* Task data:
-- Opening Marker --

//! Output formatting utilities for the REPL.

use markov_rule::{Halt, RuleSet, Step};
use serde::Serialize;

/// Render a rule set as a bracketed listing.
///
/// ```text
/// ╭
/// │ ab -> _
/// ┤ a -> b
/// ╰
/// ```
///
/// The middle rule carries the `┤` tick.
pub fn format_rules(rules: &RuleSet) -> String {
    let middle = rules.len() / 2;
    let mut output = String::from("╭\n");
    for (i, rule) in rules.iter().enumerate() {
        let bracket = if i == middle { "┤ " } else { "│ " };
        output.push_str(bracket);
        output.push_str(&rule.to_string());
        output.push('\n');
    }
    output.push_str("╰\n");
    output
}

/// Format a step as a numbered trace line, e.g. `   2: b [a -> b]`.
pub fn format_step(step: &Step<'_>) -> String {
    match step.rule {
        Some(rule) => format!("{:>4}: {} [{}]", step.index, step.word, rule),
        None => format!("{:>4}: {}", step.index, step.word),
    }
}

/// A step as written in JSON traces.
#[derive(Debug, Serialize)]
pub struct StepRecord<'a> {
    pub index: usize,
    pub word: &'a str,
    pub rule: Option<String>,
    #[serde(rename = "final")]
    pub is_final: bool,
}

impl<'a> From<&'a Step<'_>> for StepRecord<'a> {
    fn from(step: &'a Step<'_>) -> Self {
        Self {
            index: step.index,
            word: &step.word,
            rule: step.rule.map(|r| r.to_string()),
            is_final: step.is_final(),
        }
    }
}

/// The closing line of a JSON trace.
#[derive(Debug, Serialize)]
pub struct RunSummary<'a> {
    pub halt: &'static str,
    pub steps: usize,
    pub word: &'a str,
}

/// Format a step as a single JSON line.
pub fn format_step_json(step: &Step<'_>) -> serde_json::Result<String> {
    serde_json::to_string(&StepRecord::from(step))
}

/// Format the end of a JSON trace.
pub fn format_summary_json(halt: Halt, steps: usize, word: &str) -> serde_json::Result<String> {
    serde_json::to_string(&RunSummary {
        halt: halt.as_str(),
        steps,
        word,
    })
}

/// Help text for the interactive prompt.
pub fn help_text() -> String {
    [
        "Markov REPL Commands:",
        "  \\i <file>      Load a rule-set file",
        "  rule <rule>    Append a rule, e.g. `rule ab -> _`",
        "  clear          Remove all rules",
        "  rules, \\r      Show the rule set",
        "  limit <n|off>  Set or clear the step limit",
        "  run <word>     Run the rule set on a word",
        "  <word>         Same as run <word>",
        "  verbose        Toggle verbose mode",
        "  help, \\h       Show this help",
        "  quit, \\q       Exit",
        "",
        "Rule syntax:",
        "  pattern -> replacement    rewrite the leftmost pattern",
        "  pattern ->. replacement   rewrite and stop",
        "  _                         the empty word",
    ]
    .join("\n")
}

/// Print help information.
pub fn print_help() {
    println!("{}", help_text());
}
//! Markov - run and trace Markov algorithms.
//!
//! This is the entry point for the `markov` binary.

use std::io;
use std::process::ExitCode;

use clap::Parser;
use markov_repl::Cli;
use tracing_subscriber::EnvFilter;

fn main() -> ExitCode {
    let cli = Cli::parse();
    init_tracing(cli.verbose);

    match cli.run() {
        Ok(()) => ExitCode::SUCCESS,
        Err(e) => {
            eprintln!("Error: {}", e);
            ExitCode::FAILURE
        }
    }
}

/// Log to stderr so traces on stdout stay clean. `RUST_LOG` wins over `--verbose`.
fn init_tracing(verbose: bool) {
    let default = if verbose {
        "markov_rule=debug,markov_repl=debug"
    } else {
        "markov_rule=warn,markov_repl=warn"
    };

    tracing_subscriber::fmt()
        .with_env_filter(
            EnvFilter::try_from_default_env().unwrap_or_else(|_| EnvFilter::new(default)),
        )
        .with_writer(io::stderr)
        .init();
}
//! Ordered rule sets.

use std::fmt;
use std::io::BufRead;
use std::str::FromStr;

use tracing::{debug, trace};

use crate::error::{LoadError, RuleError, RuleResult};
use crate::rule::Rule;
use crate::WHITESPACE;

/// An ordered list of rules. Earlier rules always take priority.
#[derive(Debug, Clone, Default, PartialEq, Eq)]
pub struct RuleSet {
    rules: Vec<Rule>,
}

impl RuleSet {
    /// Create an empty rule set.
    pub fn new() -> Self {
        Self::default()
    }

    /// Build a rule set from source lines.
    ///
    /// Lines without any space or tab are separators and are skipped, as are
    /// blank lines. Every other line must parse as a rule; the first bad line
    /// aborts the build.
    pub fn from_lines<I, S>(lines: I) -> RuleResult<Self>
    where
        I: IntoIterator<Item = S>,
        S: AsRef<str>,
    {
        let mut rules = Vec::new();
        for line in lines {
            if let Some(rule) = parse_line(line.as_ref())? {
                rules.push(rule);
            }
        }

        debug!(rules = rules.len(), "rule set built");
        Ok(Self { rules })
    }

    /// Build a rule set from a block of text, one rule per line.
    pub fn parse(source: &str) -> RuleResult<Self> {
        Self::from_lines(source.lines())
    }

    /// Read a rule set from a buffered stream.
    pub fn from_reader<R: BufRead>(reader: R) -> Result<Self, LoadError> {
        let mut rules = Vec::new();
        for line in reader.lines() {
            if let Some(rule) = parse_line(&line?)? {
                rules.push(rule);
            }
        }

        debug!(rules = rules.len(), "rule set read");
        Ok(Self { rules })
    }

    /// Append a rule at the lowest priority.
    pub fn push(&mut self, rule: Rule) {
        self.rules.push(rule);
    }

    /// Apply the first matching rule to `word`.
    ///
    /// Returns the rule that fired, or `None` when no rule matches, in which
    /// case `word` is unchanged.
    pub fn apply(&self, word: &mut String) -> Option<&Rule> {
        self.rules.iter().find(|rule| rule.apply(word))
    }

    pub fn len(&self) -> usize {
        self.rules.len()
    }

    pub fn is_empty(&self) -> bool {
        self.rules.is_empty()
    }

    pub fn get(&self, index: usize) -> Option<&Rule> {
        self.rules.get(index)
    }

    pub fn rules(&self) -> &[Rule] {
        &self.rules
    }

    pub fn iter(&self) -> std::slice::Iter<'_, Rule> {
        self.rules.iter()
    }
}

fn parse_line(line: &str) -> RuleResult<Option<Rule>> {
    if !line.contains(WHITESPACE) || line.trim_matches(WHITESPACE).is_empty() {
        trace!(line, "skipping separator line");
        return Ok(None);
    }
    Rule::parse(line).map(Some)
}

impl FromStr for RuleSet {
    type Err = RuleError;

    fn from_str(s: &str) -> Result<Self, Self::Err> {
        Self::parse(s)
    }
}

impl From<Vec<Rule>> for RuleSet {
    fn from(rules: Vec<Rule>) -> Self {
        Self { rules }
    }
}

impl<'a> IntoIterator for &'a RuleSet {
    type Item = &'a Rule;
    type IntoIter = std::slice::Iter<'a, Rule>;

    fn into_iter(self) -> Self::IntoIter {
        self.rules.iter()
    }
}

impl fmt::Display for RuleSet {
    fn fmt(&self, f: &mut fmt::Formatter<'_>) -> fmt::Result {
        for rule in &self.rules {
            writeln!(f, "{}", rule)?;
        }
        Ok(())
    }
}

-- Closing Marker --
-- Opening Marker --

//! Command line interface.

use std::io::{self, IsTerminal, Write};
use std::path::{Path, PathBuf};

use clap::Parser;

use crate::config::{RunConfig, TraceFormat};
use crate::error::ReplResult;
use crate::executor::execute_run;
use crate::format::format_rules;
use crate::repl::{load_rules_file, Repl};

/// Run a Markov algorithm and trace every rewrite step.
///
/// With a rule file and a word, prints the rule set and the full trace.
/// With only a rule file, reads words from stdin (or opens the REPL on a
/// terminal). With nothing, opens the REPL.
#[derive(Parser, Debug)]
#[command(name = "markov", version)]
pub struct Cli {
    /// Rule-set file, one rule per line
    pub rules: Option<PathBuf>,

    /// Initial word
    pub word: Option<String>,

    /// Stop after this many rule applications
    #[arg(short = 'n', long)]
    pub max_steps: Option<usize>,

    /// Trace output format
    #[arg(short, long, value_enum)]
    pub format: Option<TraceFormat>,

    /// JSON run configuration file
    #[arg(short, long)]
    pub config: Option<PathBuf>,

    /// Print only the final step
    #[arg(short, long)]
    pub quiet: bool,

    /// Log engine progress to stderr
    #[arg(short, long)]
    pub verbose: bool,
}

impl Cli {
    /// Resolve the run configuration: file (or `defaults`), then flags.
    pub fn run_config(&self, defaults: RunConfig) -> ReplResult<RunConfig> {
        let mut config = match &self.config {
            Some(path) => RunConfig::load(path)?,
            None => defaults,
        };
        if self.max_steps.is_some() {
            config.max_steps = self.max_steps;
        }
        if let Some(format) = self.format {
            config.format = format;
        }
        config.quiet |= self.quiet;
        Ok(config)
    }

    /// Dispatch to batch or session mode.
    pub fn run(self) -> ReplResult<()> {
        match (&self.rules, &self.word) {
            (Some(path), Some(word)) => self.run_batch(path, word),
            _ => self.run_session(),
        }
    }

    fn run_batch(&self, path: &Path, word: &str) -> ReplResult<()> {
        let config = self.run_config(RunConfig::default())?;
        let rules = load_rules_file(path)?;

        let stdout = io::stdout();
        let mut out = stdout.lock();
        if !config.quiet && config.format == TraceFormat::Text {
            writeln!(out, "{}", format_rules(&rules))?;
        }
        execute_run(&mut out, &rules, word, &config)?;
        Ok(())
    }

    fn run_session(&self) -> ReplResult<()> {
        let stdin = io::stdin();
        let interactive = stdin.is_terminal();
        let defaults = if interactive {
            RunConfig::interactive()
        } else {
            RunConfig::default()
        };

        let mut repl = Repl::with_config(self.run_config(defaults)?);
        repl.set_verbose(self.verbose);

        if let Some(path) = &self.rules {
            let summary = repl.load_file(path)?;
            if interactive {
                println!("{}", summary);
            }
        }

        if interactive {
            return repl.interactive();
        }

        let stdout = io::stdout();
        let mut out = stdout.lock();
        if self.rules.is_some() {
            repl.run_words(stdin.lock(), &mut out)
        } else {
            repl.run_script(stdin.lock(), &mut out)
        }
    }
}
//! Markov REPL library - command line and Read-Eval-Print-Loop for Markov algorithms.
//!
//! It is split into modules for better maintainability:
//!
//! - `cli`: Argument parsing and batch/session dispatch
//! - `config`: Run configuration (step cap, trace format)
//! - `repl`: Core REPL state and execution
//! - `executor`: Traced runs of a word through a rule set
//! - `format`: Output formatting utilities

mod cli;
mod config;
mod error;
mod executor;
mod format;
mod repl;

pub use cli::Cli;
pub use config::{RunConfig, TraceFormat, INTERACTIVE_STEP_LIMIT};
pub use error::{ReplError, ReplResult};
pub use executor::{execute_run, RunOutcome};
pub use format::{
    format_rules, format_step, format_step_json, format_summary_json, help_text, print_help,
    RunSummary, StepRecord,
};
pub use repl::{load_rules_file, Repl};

-- Closing Marker --

* To do: Read through the records above and copy the lines that contain "BufRead".

* Answer section:
use std::io::BufRead;
    pub fn from_reader<R: BufRead>(reader: R) -> Result<Self, LoadError> {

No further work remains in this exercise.